**EXERCISE DIRECTIONS**
Within this listing, how many lines carry the string "expr"? State the number only.

(Beginning of DATA SUPPLIED)

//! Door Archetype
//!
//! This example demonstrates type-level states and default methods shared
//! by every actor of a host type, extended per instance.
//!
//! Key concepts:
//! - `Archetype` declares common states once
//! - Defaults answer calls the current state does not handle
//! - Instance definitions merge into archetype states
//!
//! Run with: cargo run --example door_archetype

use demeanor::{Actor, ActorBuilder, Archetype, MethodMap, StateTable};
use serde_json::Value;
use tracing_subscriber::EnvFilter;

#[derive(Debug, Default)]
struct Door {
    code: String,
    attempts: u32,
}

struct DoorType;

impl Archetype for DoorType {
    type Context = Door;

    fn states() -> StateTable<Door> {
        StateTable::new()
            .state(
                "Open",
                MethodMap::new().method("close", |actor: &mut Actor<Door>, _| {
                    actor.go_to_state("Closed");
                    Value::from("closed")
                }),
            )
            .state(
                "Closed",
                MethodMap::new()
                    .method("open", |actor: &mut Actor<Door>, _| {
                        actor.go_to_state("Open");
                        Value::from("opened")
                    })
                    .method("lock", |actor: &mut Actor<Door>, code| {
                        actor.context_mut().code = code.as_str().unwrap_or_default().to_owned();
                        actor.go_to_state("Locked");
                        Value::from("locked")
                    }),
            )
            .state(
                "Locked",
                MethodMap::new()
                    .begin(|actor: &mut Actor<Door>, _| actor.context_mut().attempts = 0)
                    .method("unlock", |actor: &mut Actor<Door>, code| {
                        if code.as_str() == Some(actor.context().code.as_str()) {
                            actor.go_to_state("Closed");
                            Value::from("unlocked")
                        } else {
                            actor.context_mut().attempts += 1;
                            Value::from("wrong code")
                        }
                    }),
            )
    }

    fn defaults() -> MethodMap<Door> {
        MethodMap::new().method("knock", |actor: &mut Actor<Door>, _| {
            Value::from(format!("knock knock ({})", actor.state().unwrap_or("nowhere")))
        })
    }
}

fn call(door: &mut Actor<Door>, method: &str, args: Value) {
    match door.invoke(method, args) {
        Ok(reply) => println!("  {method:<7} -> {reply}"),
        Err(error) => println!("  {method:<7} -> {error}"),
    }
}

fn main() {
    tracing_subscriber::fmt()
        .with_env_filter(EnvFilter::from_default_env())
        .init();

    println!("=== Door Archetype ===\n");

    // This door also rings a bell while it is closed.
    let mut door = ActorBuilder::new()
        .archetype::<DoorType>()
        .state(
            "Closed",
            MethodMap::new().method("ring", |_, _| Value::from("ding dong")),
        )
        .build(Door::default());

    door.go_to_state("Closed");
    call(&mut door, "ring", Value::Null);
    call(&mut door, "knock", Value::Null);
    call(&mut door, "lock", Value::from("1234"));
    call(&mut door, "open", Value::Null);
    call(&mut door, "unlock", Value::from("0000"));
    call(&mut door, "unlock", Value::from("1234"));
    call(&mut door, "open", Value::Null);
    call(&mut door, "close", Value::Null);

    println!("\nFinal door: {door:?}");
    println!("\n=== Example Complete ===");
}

(End of DATA SUPPLIED)
(Beginning of DATA SUPPLIED)

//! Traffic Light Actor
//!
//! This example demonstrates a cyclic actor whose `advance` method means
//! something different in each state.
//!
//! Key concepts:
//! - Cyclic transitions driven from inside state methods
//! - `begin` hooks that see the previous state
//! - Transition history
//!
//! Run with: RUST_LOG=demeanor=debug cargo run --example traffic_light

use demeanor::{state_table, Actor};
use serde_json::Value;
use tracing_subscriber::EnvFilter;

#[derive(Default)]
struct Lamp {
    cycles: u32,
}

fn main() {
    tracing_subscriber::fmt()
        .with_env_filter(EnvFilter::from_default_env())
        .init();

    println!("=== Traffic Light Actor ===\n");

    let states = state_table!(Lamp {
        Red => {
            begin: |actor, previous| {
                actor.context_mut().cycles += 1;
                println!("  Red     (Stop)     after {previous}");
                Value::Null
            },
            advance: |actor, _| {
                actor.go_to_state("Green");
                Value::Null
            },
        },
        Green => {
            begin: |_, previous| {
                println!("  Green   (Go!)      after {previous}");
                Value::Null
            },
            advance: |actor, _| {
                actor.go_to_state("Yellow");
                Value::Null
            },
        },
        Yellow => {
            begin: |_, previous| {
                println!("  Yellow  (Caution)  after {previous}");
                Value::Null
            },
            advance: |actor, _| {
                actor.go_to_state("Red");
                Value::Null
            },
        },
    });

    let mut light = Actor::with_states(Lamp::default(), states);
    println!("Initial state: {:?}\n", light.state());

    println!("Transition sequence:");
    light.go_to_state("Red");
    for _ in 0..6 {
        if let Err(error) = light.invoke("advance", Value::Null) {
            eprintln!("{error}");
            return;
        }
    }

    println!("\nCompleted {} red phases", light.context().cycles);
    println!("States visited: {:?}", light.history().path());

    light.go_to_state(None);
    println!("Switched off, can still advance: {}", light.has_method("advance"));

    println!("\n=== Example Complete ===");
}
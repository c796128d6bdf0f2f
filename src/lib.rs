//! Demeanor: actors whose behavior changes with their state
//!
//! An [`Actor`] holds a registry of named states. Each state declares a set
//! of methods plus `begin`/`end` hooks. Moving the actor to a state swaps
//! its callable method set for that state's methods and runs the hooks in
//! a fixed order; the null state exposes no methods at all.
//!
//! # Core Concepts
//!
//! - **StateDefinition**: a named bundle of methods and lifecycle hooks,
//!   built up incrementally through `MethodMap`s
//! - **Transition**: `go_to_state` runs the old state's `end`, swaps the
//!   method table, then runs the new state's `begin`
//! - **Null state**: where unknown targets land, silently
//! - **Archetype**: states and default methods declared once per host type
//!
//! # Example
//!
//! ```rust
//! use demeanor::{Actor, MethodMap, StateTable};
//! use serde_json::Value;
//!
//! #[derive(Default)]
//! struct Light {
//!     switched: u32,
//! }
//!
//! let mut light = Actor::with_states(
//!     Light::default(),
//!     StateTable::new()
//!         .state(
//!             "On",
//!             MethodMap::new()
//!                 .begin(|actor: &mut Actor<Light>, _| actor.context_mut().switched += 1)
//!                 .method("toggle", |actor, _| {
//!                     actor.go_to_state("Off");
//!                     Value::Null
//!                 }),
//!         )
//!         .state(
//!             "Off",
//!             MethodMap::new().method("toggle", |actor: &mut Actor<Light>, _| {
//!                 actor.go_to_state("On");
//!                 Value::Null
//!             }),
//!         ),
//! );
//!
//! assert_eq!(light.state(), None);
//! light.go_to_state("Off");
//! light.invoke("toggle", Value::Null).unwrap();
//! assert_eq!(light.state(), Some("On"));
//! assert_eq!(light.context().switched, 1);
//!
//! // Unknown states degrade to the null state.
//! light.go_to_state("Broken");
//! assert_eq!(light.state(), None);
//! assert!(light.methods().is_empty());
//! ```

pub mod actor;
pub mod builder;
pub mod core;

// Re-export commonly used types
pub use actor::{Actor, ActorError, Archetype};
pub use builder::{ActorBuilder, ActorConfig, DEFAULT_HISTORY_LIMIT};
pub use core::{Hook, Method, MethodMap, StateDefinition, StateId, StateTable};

(End of DATA SUPPLIED)
(Beginning of DATA SUPPLIED)

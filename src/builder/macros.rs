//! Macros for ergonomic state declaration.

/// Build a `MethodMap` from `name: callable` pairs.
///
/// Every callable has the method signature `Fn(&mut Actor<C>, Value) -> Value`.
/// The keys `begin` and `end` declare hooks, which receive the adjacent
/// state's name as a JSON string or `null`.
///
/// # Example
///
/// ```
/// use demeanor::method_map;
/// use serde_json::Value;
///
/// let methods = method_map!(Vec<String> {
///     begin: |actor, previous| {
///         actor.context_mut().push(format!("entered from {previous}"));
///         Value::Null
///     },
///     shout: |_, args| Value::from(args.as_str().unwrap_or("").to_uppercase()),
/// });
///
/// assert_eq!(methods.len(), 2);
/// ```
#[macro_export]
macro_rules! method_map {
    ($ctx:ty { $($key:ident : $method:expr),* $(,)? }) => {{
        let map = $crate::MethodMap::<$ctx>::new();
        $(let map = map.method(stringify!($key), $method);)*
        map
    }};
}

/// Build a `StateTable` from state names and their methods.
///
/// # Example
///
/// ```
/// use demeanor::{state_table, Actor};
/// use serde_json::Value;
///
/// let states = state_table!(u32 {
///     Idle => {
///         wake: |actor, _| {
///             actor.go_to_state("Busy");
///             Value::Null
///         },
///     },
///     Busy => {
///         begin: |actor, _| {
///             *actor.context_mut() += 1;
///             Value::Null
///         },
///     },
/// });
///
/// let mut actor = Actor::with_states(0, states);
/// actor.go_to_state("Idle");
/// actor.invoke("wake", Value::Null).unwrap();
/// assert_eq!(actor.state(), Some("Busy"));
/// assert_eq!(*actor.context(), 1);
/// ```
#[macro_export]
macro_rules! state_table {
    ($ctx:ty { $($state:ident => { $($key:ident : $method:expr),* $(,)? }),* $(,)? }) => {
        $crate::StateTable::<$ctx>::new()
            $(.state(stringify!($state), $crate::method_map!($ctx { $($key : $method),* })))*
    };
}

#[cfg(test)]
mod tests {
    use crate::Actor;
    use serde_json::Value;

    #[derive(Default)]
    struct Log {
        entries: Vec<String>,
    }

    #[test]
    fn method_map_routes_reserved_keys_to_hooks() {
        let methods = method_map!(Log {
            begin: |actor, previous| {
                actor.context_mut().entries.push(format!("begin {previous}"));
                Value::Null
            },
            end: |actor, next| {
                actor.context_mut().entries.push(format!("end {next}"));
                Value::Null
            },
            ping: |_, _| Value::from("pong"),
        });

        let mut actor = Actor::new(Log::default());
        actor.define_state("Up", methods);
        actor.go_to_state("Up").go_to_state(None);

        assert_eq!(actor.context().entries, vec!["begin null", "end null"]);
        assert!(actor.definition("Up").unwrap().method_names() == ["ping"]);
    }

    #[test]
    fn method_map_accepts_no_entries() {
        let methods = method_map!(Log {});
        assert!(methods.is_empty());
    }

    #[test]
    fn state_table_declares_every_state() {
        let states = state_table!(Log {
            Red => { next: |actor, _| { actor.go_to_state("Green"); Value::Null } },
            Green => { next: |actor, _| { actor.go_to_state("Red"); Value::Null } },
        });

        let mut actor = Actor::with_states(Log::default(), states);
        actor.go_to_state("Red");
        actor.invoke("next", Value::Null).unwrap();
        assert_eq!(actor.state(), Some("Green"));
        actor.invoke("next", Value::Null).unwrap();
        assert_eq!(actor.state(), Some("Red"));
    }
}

(End of DATA SUPPLIED)

**EXERCISE ANSWER**
2